In a nutshell, an Introverted personality type is someone who tends to feel more energized and relaxed from spending time on their own. While an Extravert might be invigorated by a big party or a crowded festival, Introverts often find these situations draining, even if they like them.
One telltale sign of an introvert is someone who prefers alone time, or at least the company of a small, close-knit circle, over a large group activity. They may also prefer to hang out with people one-on-one than in groups in general, and they need ample alone time to feel "recharged."
But, according to psychiatrist Carl Jung, who introduced the terms into psychology, there's actually no such thing as a pure introvert or extrovert. "Such a person would be in the lunatic asylum," he famously said. Most people are ambiverts, he said: extrovert-introvert hybrids.
It seems Extraverts rule in modern society, but academic studies suggest that anywhere between 30 and 50 percent of the population is Introverted. So even if you feel alone sometimes, you are not. Introversion is as normal and as common as Extraversion.
The truth is that most of us are Ambiverts, which means that we have some features of extroverts and some of introverts. And almost everyone would agree to that. Carl Jung, who came up with these terms, himself said that nobody can be a 100% extrovert or 100% introvert.

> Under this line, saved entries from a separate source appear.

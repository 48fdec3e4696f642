//! Transaction history records.
//!
//! The explorer API returns confirmed transactions with the original
//! payload stored as a JSON *string* in `data`. This module decodes that
//! string and renders the amount for display.

use serde::{Deserialize, Serialize};
use serde_json::Value;
use thiserror::Error;
use tracing::warn;

use crate::amount::{from_base_units, AmountError};
use crate::config::DISPLAY_DECIMALS;

/// Errors while decoding a stored payload.
#[derive(Debug, Error, PartialEq, Eq)]
pub enum RecordError {
    #[error("transaction data is not a JSON object: {0}")]
    InvalidJson(String),

    #[error("transaction data has no amount")]
    MissingAmount,

    #[error(transparent)]
    Amount(#[from] AmountError),
}

/// A transaction row as the explorer API returns it.
#[derive(Debug, Clone, PartialEq, Eq, Serialize, Deserialize)]
pub struct RawTransaction {
    pub txto: String,
    /// The signed payload, JSON-encoded.
    pub data: String,
    pub txtimestamp: String,
    pub txhash: String,
    pub txfrom: String,
    pub txtype: String,
    pub block_height: u64,
}

/// A page of history.
#[derive(Debug, Clone, PartialEq, Eq, Serialize, Deserialize)]
pub struct TransactionListResponse {
    pub transactions: Vec<RawTransaction>,
    pub total_count: u64,
}

/// The decoded payload of a history row. `amount` is in display units.
#[derive(Debug, Clone, PartialEq, Eq, Serialize, Deserialize)]
pub struct TransactionRecord {
    #[serde(rename = "type")]
    pub tx_type: String,
    pub to: String,
    pub amount: String,
    pub from: String,
    pub timestamp: u64,
    #[serde(skip_serializing_if = "Option::is_none", default)]
    pub token_address: Option<String>,
}

impl TransactionRecord {
    /// The placeholder shown for rows whose payload cannot be decoded.
    pub fn unknown() -> Self {
        Self {
            tx_type: "Unknown".to_string(),
            to: String::new(),
            amount: "0".to_string(),
            from: String::new(),
            timestamp: 0,
            token_address: None,
        }
    }

    pub fn is_unknown(&self) -> bool {
        self.tx_type == "Unknown"
    }
}

/// A history row with its payload decoded.
#[derive(Debug, Clone, PartialEq, Eq, Serialize)]
pub struct HistoryEntry {
    pub txto: String,
    pub txtimestamp: String,
    pub txhash: String,
    pub txfrom: String,
    pub txtype: String,
    pub block_height: u64,
    pub parsed_data: TransactionRecord,
}

/// Decodes a stored payload and converts its amount to display units
/// (6 decimals, rounded half up).
///
/// The amount may be stored as a string or a number.
pub fn parse_transaction_data(data: &str) -> Result<TransactionRecord, RecordError> {
    let value: Value =
        serde_json::from_str(data).map_err(|e| RecordError::InvalidJson(e.to_string()))?;
    let obj = value
        .as_object()
        .ok_or_else(|| RecordError::InvalidJson("expected an object".to_string()))?;

    let text = |key: &str| obj.get(key).and_then(Value::as_str).unwrap_or_default().to_string();

    let amount = match obj.get("amount") {
        Some(Value::String(s)) => s.clone(),
        Some(Value::Number(n)) => n.to_string(),
        _ => return Err(RecordError::MissingAmount),
    };

    Ok(TransactionRecord {
        tx_type: text("type"),
        to: text("to"),
        amount: from_base_units(&amount, DISPLAY_DECIMALS)?,
        from: text("from"),
        timestamp: obj.get("timestamp").and_then(Value::as_u64).unwrap_or(0),
        token_address: obj
            .get("token_address")
            .and_then(Value::as_str)
            .map(str::to_string),
    })
}

/// [`parse_transaction_data`], falling back to [`TransactionRecord::unknown`]
/// on any error so one bad row does not hide the rest of the history.
pub fn parse_transaction_data_or_unknown(data: &str) -> TransactionRecord {
    parse_transaction_data(data).unwrap_or_else(|err| {
        warn!(error = %err, "failed to parse transaction data");
        TransactionRecord::unknown()
    })
}

pub fn parse_transaction(raw: RawTransaction) -> HistoryEntry {
    let parsed_data = parse_transaction_data_or_unknown(&raw.data);
    HistoryEntry {
        txto: raw.txto,
        txtimestamp: raw.txtimestamp,
        txhash: raw.txhash,
        txfrom: raw.txfrom,
        txtype: raw.txtype,
        block_height: raw.block_height,
        parsed_data,
    }
}

pub fn parse_transactions(raw: Vec<RawTransaction>) -> Vec<HistoryEntry> {
    raw.into_iter().map(parse_transaction).collect()
}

Introversion isn't totally genetic. It gets influenced by your environment at a young age, and our genes allow a certain amount of flexibility in response. This happens through “set points,” which are the upper and lower limits of how much extroversion your brain can handle.
Those landing on the extreme side of the spectrum of introversion have traits that make others think something is wrong with them. For example, locking themselves away for extended periods, avoiding almost all social interactions, and doing practically everything by themselves.
Being an introvert is naturally attractive because others can trust them with their secrets and vulnerabilities. The type of confidence people have in introverts makes them stand out from the crowd.
Introversion is considered a temperament — a general way of approaching the world — so for the vast majority of people, it won't change dramatically over time. Once an introvert, always an introvert. In fact, research shows that most people get more introverted as they get older.
Introverts are loyal and devoted friends.
People are attracted to loyal and devoted people. While introverts may not always realize it, this is a trait most people find attractive in them. Their loyalty isn't just attractive to the recipients of that devotion, but to anyone who observes them.
On average, introverts and extroverts are the same in terms of intelligence. But statistics show that around 70% of gifted people are introverts. People are considered “gifted” when they exhibit above-average intelligence or a superior talent for something, such as music, art or math.
According to relationship therapist Tracy Ross, LCSW, introvert-extrovert relationships are pretty common, and that might be in light of humans craving balance. “Introverts and extroverts are attracted to each other because of the differences,” says Ross.
To summarize, we can think of each of these concepts as follows: Shy: Fear of negative evaluation, a tendency toward avoidance. Outgoing: Tendency to approach others, no fear of being around other people. Introvert: Becomes easily overstimulated, needs time alone to regain energy after spending time with people.
“Most introverts need to think first and talk later.” When it comes to sex, this means that introverts are observing and dissecting everything that's going on, which is just as tiring as the physical act itself.
If you are in love with an introvert, here are things you should keep in mind. If you are looking for a long-term relationship, an introvert can be a good choice as they make for loyal and loving partners according to relationship experts. They may not be conversation-starters, but they may have the best things to say.
They actually don't flirt
Depending on their level of confidence, they'll be talking to you about things you like to talk about and hoping that perhaps you will put them out of their misery and just notice how much effort they are putting into it.
ISFJ. ISFJ's are quiet, conscientious, and kind.
Weaknesses: social anxiety, shyness, navigating a predominantly extroverted world.
There's not just one way to be an introvert, Cheek now argues — rather, there are four shades of introversion: social, thinking, anxious, and restrained. And many introverts are a mix of all four types, rather than demonstrating one type over the others.
Yes, emotional trauma can cause a person to become a lot more introverted.
In terms of introversion and extroversion, research suggests that as we age, we become more introverted. This may be due to a variety of factors, such as increased wisdom and self-awareness, which can lead to a greater appreciation for solitude and time alone.
A 2020 study published in the Journal of Research in Personality found that people can't really change their personality. The researchers suggest that even if you, for example, adopt some extroverted behaviors, you'll fall back on your original introverted ways when you are exhausted, tired, stressed, or anxious.